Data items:
== == ==

impl<T: Token> SignatureEngine<T> {
    /// Create an engine for `algorithm` on `mechanism`.
    ///
    /// # Errors
    /// `UnsupportedAlgorithm` if the pair does not resolve.
    pub fn new(
        pool: Arc<SessionPool<T>>,
        algorithm: &str,
        mechanism: Mechanism,
    ) -> Result<Self, EngineError> {
        let spec = AlgorithmSpec::resolve(algorithm, mechanism)?;
        debug!(
            algorithm = %spec.algorithm(),
            mechanism = %mechanism,
            processing = ?spec.processing(),
            "Created signature engine"
        );
        Ok(Self {
            pool,
            accumulator: Accumulator::new(spec.processing()),
            spec,
            key: None,
            mode: None,
            session: None,
            state: EngineState::Uninitialized,
        })
    }

    /// Resolved algorithm.
    pub fn spec(&self) -> &AlgorithmSpec {
        &self.spec
    }

    /// Current lifecycle state.
    pub fn state(&self) -> EngineState {
        self.state
    }

    /// Mode of the last init, if any.
    pub fn mode(&self) -> Option<OperationMode> {
        self.mode
    }

    /// Currently bound key, if any.
    pub fn key(&self) -> Option<&TokenKey> {
        self.key.as_ref()
    }

    /// Session pool this engine draws from.
    pub fn pool(&self) -> &Arc<SessionPool<T>> {
        &self.pool
    }

    // =========================================================================
    // Init
    // =========================================================================

    fn bind(&mut self, key: &TokenKey, mode: OperationMode) -> Result<(), EngineError> {
        let rebinding = self.key.as_ref() != Some(key);
        let validation = validator::check_key(&self.spec, key, mode).and_then(|()| {
            if rebinding {
                self.check_key_size(key)
            } else {
                Ok(())
            }
        });

        self.cancel_in_flight();

        if let Err(err) = validation {
            debug!(mechanism = %self.spec.mechanism(), error = %err, "Key rejected");
            self.key = None;
            self.drop_session();
            return Err(err);
        }

        self.key = Some(key.clone());
        self.mode = Some(mode);
        self.initialize()
    }

    fn check_key_size(&self, key: &TokenKey) -> Result<(), EngineError> {
        let info = match self.pool.token().mechanism_info(self.spec.mechanism()) {
            Ok(info) => info,
            Err(err) => {
                warn!(
                    mechanism = %self.spec.mechanism(),
                    error = %err,
                    "Mechanism info unavailable, skipping key size bounds"
                );
                None
            }
        };
        validator::check_key_size(&self.spec, key, info)
    }

    /// Start an operation with the bound key and mode.
    fn initialize(&mut self) -> Result<(), EngineError> {
        let (handle, mode) = match (&self.key, self.mode) {
            (Some(key), Some(mode)) => (key.handle(), mode),
            _ => return Err(EngineError::InvalidState("no key bound")),
        };

        let mut lease = match self.session.take() {
            Some(lease) => lease,
            None => self.pool.acquire()?,
        };

        let mechanism = self.spec.mechanism();
        let (operation, result) = match mode {
            OperationMode::Sign => ("C_SignInit", lease.sign_init(mechanism, handle)),
            OperationMode::Verify => ("C_VerifyInit", lease.verify_init(mechanism, handle)),
        };
        if let Err(err) = result {
            lease.close();
            return Err(self.init_failure(operation, err));
        }

        trace!(mechanism = %mechanism, mode = %mode, session = ?lease.id(), "Operation initialized");
        self.accumulator.reset();
        self.session = Some(lease);
        self.state = EngineState::Initialized;
        Ok(())
    }

    fn init_failure(&mut self, operation: &'static str, err: TokenError) -> EngineError {
        if err.code.is_key_rejection() {
            self.key = None;
            EngineError::InvalidKey(format!("token rejected key: {err}"))
        } else {
            EngineError::provider(operation, err)
        }
    }

    fn ensure_initialized(&mut self) -> Result<(), EngineError> {
        match self.state {
            EngineState::Initialized => Ok(()),
            EngineState::Uninitialized => self.initialize(),
        }
    }

    fn require_mode(&self, expected: OperationMode) -> Result<(), EngineError> {
        match self.mode {
            Some(mode) if mode == expected => Ok(()),
            Some(OperationMode::Sign) => {
                Err(EngineError::InvalidState("engine initialized for signing"))
            }
            Some(OperationMode::Verify) => {
                Err(EngineError::InvalidState("engine initialized for verification"))
            }
            None => Err(EngineError::InvalidState("no key bound")),
        }
    }

    // =========================================================================
    // Cancellation
    // =========================================================================

    /// Abandon the operation in flight, if any, and give the session back.
    ///
    /// Best effort. When the token supports it the operation is finished
    /// with the input gathered so far and the result discarded, so the
    /// session returns to the pool idle. Otherwise, or if finishing fails,
    /// the session is closed.
    pub fn cancel_operation(&mut self) {
        self.cancel_in_flight();
        self.drop_session();
    }

    /// Cancel the operation in flight. A session that survives stays
    /// attached for the next `initialize`.
    fn cancel_in_flight(&mut self) {
        if self.state != EngineState::Initialized {
            return;
        }
        self.state = EngineState::Uninitialized;

        let Some(mut lease) = self.session.take() else {
            return;
        };
        if !lease.operation_active() {
            self.session = Some(lease);
            return;
        }
        if !self.pool.explicit_cancel() || !lease.has_objects() {
            debug!(session = ?lease.id(), "Cancelling by closing session");
            lease.kill();
            return;
        }

        match self.finish_for_cancel(&mut lease) {
            Ok(()) => {
                trace!(session = ?lease.id(), "Cancelled operation by finishing it");
                self.session = Some(lease);
            }
            Err(err) => {
                warn!(
                    mechanism = %self.spec.mechanism(),
                    session = ?lease.id(),
                    error = %err,
                    "Cancel failed, closing session"
                );
                lease.kill();
            }
        }
    }

    fn finish_for_cancel(&mut self, lease: &mut SessionLease<T>) -> Result<(), EngineError> {
        let mode = self
            .mode
            .ok_or(EngineError::InvalidState("no operation mode"))?;
        let streamed = self.spec.processing() == ProcessingType::StreamToBackend;

        let input = if streamed {
            None
        } else {
            let data = self
                .accumulator
                .cancel_input()
                .ok_or(EngineError::InvalidState("no input to finish the operation with"))?;
            Some(self.encode_for_token(data)?)
        };

        match mode {
            OperationMode::Sign => {
                let result = match &input {
                    None => lease.sign_final(self.spec.sign_final_len_hint()),
                    Some(data) => lease.sign(data),
                };
                result
                    .map(|_| ())
                    .map_err(|err| EngineError::provider("cancel", err))
            }
            OperationMode::Verify => {
                let dummy = vec![0u8; self.dummy_signature_len()];
                let result = match &input {
                    None => lease.verify_final(&dummy),
                    Some(data) => lease.verify(data, &dummy),
                };
                match result {
                    Err(err) if !err.code.is_signature_mismatch() => {
                        Err(EngineError::provider("cancel", err))
                    }
                    _ => Ok(()),
                }
            }
        }
    }

    fn dummy_signature_len(&self) -> usize {
        let key_bytes = self.key.as_ref().map_or(0, TokenKey::key_bytes);
        match self.spec.key_algorithm() {
            KeyAlgorithm::Dsa => DSA_SIGNATURE_LEN,
            // r || s at field width; the cancel result is discarded
            KeyAlgorithm::Ec => 2 * key_bytes,
            KeyAlgorithm::Rsa => key_bytes,
        }
    }

    /// Return the session to the pool and leave the engine idle.
    fn drop_session(&mut self) {
        self.state = EngineState::Uninitialized;
        if let Some(lease) = self.session.take() {
            lease.close();
        }
    }

    // =========================================================================
    // Finish
    // =========================================================================

    /// Input for a single-part `C_Sign` / `C_Verify`.
    fn prepare_input(&mut self) -> Result<Zeroizing<Vec<u8>>, EngineError> {
        let data = match self.spec.processing() {
            ProcessingType::DigestLocal(_) => self.accumulator.finish_digest()?,
            ProcessingType::RawFixedBlock(_) => {
                Zeroizing::new(self.accumulator.raw_input()?.to_vec())
            }
            ProcessingType::StreamToBackend => {
                return Err(EngineError::InvalidState("streamed operation has no local input"))
            }
        };
        self.encode_for_token(data)
    }

    /// Wrap a local digest in a DigestInfo and pad it when the mechanism
    /// does neither.
    fn encode_for_token(
        &self,
        data: Zeroizing<Vec<u8>>,
    ) -> Result<Zeroizing<Vec<u8>>, EngineError> {
        let Some(digest) = self.spec.digest_info_algorithm() else {
            return Ok(data);
        };
        let info = Zeroizing::new(encode_digest_info(digest, &data)?);
        if !self.spec.pads_locally() {
            return Ok(info);
        }
        let key_bits = self
            .key
            .as_ref()
            .map(TokenKey::key_bits)
            .ok_or(EngineError::InvalidState("no key bound"))?;
        let padding = Type1Padding::for_modulus_bits(key_bits)?;
        Ok(Zeroizing::new(padding.pad(&info)?))
    }

    fn finish_sign(&mut self, lease: &mut SessionLease<T>) -> Result<Vec<u8>, EngineError> {
        let signature = match self.spec.processing() {
            ProcessingType::StreamToBackend => lease
                .sign_final(self.spec.sign_final_len_hint())
                .map_err(|err| EngineError::provider("C_SignFinal", err))?,
            _ => {
                let input = self.prepare_input()?;
                lease
                    .sign(&input)
                    .map_err(|err| EngineError::provider("C_Sign", err))?
            }
        };
        if self.spec.uses_der_signatures() {
            codec::raw_to_der(&signature)
        } else {
            Ok(signature)
        }
    }

    fn finish_verify(
        &mut self,
        lease: &mut SessionLease<T>,
        signature: &[u8],
    ) -> Result<bool, EngineError> {
        let token_signature = if self.spec.uses_der_signatures() {
            let decoded = match self.spec.key_algorithm() {
                KeyAlgorithm::Dsa => codec::der_to_dsa(signature),
                _ => codec::der_to_ecdsa(signature),
            };
            match decoded {
                Ok(raw) => raw,
                Err(err) => {
                    debug!(error = %err, "Rejecting malformed signature encoding");
                    return Ok(false);
                }
            }
        } else {
            signature.to_vec()
        };

        let (operation, result) = match self.spec.processing() {
            ProcessingType::StreamToBackend => {
                ("C_VerifyFinal", lease.verify_final(&token_signature))
            }
            _ => {
                let input = self.prepare_input()?;
                ("C_Verify", lease.verify(&input, &token_signature))
            }
        };
        match result {
            Ok(()) => Ok(true),
            Err(err) if err.code.is_signature_mismatch() => {
                trace!(code = %err.code, "Signature did not verify");
                Ok(false)
            }
            Err(err) => Err(EngineError::provider(operation, err)),
        }
    }

    /// Detach the session for a finish. The engine is uninitialized from
    /// here on, whatever the finish returns.
    fn begin_finish(&mut self, mode: OperationMode) -> Result<SessionLease<T>, EngineError> {
        self.require_mode(mode)?;
        self.ensure_initialized()?;
        self.state = EngineState::Uninitialized;
        self.session
            .take()
            .ok_or(EngineError::InvalidState("no session held"))
    }
}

== == ==

* **TASK TO CARRY OUT**
Tally the lines in the records above that contain the word "AlgorithmSpec", and give only that number.

* **RESPONSE AREA**
2